*Task data:*
╔══

//! Chat and whiteboard validation.

use crate::schema::LecternConfig;

use super::helpers::validate_range;

pub(crate) fn validate_chat(errors: &mut Vec<String>, config: &LecternConfig) {
    validate_range(
        errors,
        "chat.history_timeout_ms",
        config.chat.history_timeout_ms,
        100,
        60_000,
    );
    validate_range(
        errors,
        "chat.max_messages_per_room",
        config.chat.max_messages_per_room,
        10,
        10_000,
    );
}

pub(crate) fn validate_whiteboard(errors: &mut Vec<String>, config: &LecternConfig) {
    validate_range(
        errors,
        "whiteboard.debounce_ms",
        config.whiteboard.debounce_ms,
        10,
        5000,
    );
}
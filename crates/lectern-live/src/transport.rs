//! Publish and subscribe transports.
//!
//! A [`Transport`] wraps the engine's local transport and walks it through
//! `Uninitialized -> Connecting -> Connected`, ending in `Failed` or
//! `Closed`. Both end states are terminal: the [`TransportManager`]
//! replaces a terminal transport instead of reviving it.

use std::sync::{Arc, Weak};

use tokio::sync::{watch, Mutex};
use tokio_util::sync::CancellationToken;
use tracing::{debug, info, warn};

use crate::context::SessionContext;
use crate::device::Device;
use crate::error::{LiveError, Result};
use crate::media::{
    Direction, EngineTransport, IceState, MediaTrack, TransportDiagnostics, TransportPolicy,
};
use crate::protocol::{ClientSignal, ConsumerOptions, ServerSignal, TransportOptions};
use crate::session::SessionEvent;

// ---------------------------------------------------------------------------
// State
// ---------------------------------------------------------------------------

#[derive(Debug, Clone, Copy, PartialEq, Eq)]
pub enum TransportState {
    Uninitialized,
    Connecting,
    Connected,
    Failed,
    Closed,
}

impl TransportState {
    pub fn is_terminal(self) -> bool {
        matches!(self, TransportState::Failed | TransportState::Closed)
    }
}

// ---------------------------------------------------------------------------
// Transport
// ---------------------------------------------------------------------------

struct TransportInner {
    direction: Direction,
    engine: Arc<dyn EngineTransport>,
    ctx: SessionContext,
    state_tx: watch::Sender<TransportState>,
    connect_lock: Mutex<()>,
    watcher_stop: CancellationToken,
}

/// One negotiated media pipe to the SFU.
#[derive(Clone)]
pub struct Transport {
    inner: Arc<TransportInner>,
}

impl Transport {
    fn new(direction: Direction, engine: Arc<dyn EngineTransport>, ctx: SessionContext) -> Self {
        let (state_tx, _) = watch::channel(TransportState::Uninitialized);
        let watcher_stop = ctx.cancel.child_token();
        let transport = Self {
            inner: Arc::new(TransportInner {
                direction,
                engine,
                ctx,
                state_tx,
                connect_lock: Mutex::new(()),
                watcher_stop,
            }),
        };
        tokio::spawn(watch_ice(
            Arc::downgrade(&transport.inner),
            transport.inner.engine.ice_state(),
            transport.inner.watcher_stop.clone(),
        ));
        transport
    }

    pub fn id(&self) -> &str {
        self.inner.engine.id()
    }

    pub fn direction(&self) -> Direction {
        self.inner.direction
    }

    pub fn state(&self) -> TransportState {
        *self.inner.state_tx.borrow()
    }

    pub fn watch_state(&self) -> watch::Receiver<TransportState> {
        self.inner.state_tx.subscribe()
    }

    pub fn is_connected(&self) -> bool {
        self.state() == TransportState::Connected
    }

    pub fn diagnostics(&self) -> TransportDiagnostics {
        self.inner.engine.diagnostics()
    }

    /// Run the connect handshake. Runs at most once: concurrent callers
    /// wait for the first, later callers see `Connected` and return.
    pub async fn connect(&self) -> Result<()> {
        let _guard = self.inner.connect_lock.lock().await;
        let direction = self.inner.direction;
        match self.state() {
            TransportState::Connected => return Ok(()),
            state if state.is_terminal() => {
                return Err(LiveError::TransportConnectionFailed {
                    direction,
                    reason: format!("transport is {state:?}"),
                })
            }
            _ => {}
        }

        self.set_state(TransportState::Connecting);
        let dtls_parameters = self.inner.engine.dtls_parameters();
        let (signal, expected) = match direction {
            Direction::Publish => (
                ClientSignal::ConnectProducerTransport { dtls_parameters },
                "producerConnected",
            ),
            Direction::Subscribe => (
                ClientSignal::ConnectConsumerTransport { dtls_parameters },
                "subConnected",
            ),
        };

        let result = async {
            let answer = self.inner.ctx.signaling.request(&signal).await?;
            if answer.name() != expected {
                return Err(LiveError::Protocol(format!(
                    "expected {expected}, got {}",
                    answer.name()
                )));
            }
            self.inner.engine.complete_connect().await?;
            Ok(())
        }
        .await;

        match result {
            Ok(()) => {
                if self.state() == TransportState::Connecting {
                    self.set_state(TransportState::Connected);
                }
                if self.is_connected() {
                    info!(%direction, transport_id = %self.id(), "Transport connected");
                    Ok(())
                } else {
                    Err(LiveError::TransportConnectionFailed {
                        direction,
                        reason: format!("transport became {:?} while connecting", self.state()),
                    })
                }
            }
            Err(LiveError::Cancelled) => Err(LiveError::Cancelled),
            Err(e) => {
                let reason = e.to_string();
                self.fail(&reason);
                Err(LiveError::TransportConnectionFailed { direction, reason })
            }
        }
    }

    /// Ask the server to accept `track`, returning the producer id.
    pub(crate) async fn produce(&self, track: &MediaTrack) -> Result<String> {
        self.require_connected(Direction::Publish)?;
        let rtp_parameters = self.inner.engine.send_parameters(track).await?;
        let answer = self
            .inner
            .ctx
            .signaling
            .request(&ClientSignal::Produce {
                kind: track.kind(),
                rtp_parameters,
            })
            .await?;
        match answer {
            ServerSignal::Produced { data } if !data.id.is_empty() => Ok(data.id),
            ServerSignal::Produced { .. } => {
                Err(LiveError::Protocol("produced answer has no id".into()))
            }
            other => Err(LiveError::Protocol(format!(
                "expected produced, got {}",
                other.name()
            ))),
        }
    }

    /// Materialize a remote track over this transport.
    pub(crate) async fn receive(&self, options: &ConsumerOptions) -> Result<MediaTrack> {
        self.require_connected(Direction::Subscribe)?;
        Ok(self.inner.engine.receive(options).await?)
    }

    fn require_connected(&self, direction: Direction) -> Result<()> {
        if self.inner.direction != direction {
            return Err(LiveError::Protocol(format!(
                "{} transport cannot be used to {direction}",
                self.inner.direction
            )));
        }
        if !self.is_connected() {
            return Err(LiveError::TransportNotConnected(direction));
        }
        Ok(())
    }

    /// Close the transport. Idempotent.
    pub fn close(&self) {
        if self.state().is_terminal() {
            return;
        }
        self.inner.watcher_stop.cancel();
        self.inner.engine.close();
        self.set_state(TransportState::Closed);
        debug!(direction = %self.inner.direction, transport_id = %self.id(), "Transport closed");
    }

    fn fail(&self, reason: &str) {
        if self.state().is_terminal() {
            return;
        }
        self.set_state(TransportState::Failed);
        let diagnostics = self.inner.engine.diagnostics();
        warn!(
            direction = %self.inner.direction,
            transport_id = %self.id(),
            reason,
            local_candidates = ?diagnostics.local_candidates,
            remote_candidates = ?diagnostics.remote_candidates,
            selected_pair = ?diagnostics.selected_pair,
            relayed = diagnostics.relayed,
            "Transport failed"
        );
        self.inner.ctx.emit(SessionEvent::TransportFailed {
            direction: self.inner.direction,
            diagnostics,
        });
    }

    fn set_state(&self, state: TransportState) {
        self.inner.state_tx.send_replace(state);
    }
}

impl std::fmt::Debug for Transport {
    fn fmt(&self, f: &mut std::fmt::Formatter<'_>) -> std::fmt::Result {
        f.debug_struct("Transport")
            .field("id", &self.id())
            .field("direction", &self.inner.direction)
            .field("state", &self.state())
            .finish()
    }
}

/// Follow the engine's ICE state for the lifetime of a transport.
async fn watch_ice(
    transport: Weak<TransportInner>,
    mut ice: watch::Receiver<IceState>,
    stop: CancellationToken,
) {
    loop {
        tokio::select! {
            _ = stop.cancelled() => return,
            changed = ice.changed() => {
                if changed.is_err() {
                    return;
                }
            }
        }
        let state = *ice.borrow_and_update();
        let Some(inner) = transport.upgrade() else {
            return;
        };
        let transport = Transport { inner };
        match state {
            IceState::Failed => {
                transport.fail("ICE connectivity failed");
                return;
            }
            IceState::Closed => {
                transport.close();
                return;
            }
            IceState::Disconnected => {
                debug!(direction = %transport.direction(), "ICE disconnected, waiting for recovery");
            }
            other => {
                debug!(direction = %transport.direction(), ice_state = ?other, "ICE state changed");
            }
        }
    }
}

// ---------------------------------------------------------------------------
// TransportManager
// ---------------------------------------------------------------------------

/// Creates and owns the session's publish and subscribe transports.
pub struct TransportManager {
    ctx: SessionContext,
    policy: TransportPolicy,
    publish: Mutex<Option<Transport>>,
    subscribe: Mutex<Option<Transport>>,
    create_lock: Mutex<()>,
}

impl TransportManager {
    pub(crate) fn new(ctx: SessionContext, policy: TransportPolicy) -> Self {
        Self {
            ctx,
            policy,
            publish: Mutex::new(None),
            subscribe: Mutex::new(None),
            create_lock: Mutex::new(()),
        }
    }

    fn slot(&self, direction: Direction) -> &Mutex<Option<Transport>> {
        match direction {
            Direction::Publish => &self.publish,
            Direction::Subscribe => &self.subscribe,
        }
    }

    /// Transport to send local tracks. Reuses a live one.
    pub async fn create_publish_transport(&self, device: &Device) -> Result<Transport> {
        let rtp_capabilities = device.rtp_capabilities()?.clone();
        self.create(
            Direction::Publish,
            ClientSignal::CreateProducerTransport {
                force_tcp: self.policy.force_tcp,
                rtp_capabilities,
            },
        )
        .await
    }

    /// Transport to receive remote tracks. Reuses a live one.
    pub async fn create_subscribe_transport(&self, device: &Device) -> Result<Transport> {
        device.rtp_capabilities()?;
        self.create(
            Direction::Subscribe,
            ClientSignal::CreateConsumerTransport {
                force_tcp: self.policy.force_tcp,
            },
        )
        .await
    }

    async fn create(&self, direction: Direction, signal: ClientSignal) -> Result<Transport> {
        let _creating = self.create_lock.lock().await;
        if let Some(existing) = self.get(direction).await {
            return Ok(existing);
        }

        let generation = self.ctx.generation.current();
        let answer = self.ctx.signaling.request(&signal).await?;
        let options: TransportOptions = match (direction, answer) {
            (Direction::Publish, ServerSignal::ProducerTransportCreated { data })
            | (Direction::Subscribe, ServerSignal::SubTransportCreated { data }) => data,
            (_, other) => {
                return Err(LiveError::Protocol(format!(
                    "unexpected answer to {}: {}",
                    signal.name(),
                    other.name()
                )))
            }
        };
        self.ctx.ensure_current(generation)?;

        let ice_policy = self.policy.ice_policy_for(direction);
        let engine_transport = self
            .ctx
            .engine
            .create_transport(direction, &options, ice_policy, &self.policy.ice_servers)
            .await?;

        if !self.ctx.is_current(generation) {
            engine_transport.close();
            return Err(LiveError::Cancelled);
        }

        let transport = Transport::new(direction, engine_transport, self.ctx.clone());
        info!(%direction, transport_id = %transport.id(), ?ice_policy, "Transport created");
        *self.slot(direction).lock().await = Some(transport.clone());
        Ok(transport)
    }

    /// The current non-terminal transport for `direction`, if any.
    pub async fn get(&self, direction: Direction) -> Option<Transport> {
        self.slot(direction)
            .lock()
            .await
            .as_ref()
            .filter(|t| !t.state().is_terminal())
            .cloned()
    }

    pub async fn publish_transport(&self) -> Option<Transport> {
        self.get(Direction::Publish).await
    }

    pub async fn subscribe_transport(&self) -> Option<Transport> {
        self.get(Direction::Subscribe).await
    }

    pub async fn close(&self, direction: Direction) {
        if let Some(transport) = self.slot(direction).lock().await.take() {
            transport.close();
        }
    }

    pub async fn close_all(&self) {
        self.close(Direction::Publish).await;
        self.close(Direction::Subscribe).await;
    }
}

╚══

*Assignment:*
Tally the lines in the records above that hold the word "TransportOptions", and give only that number.

*Response to this exercise:*
2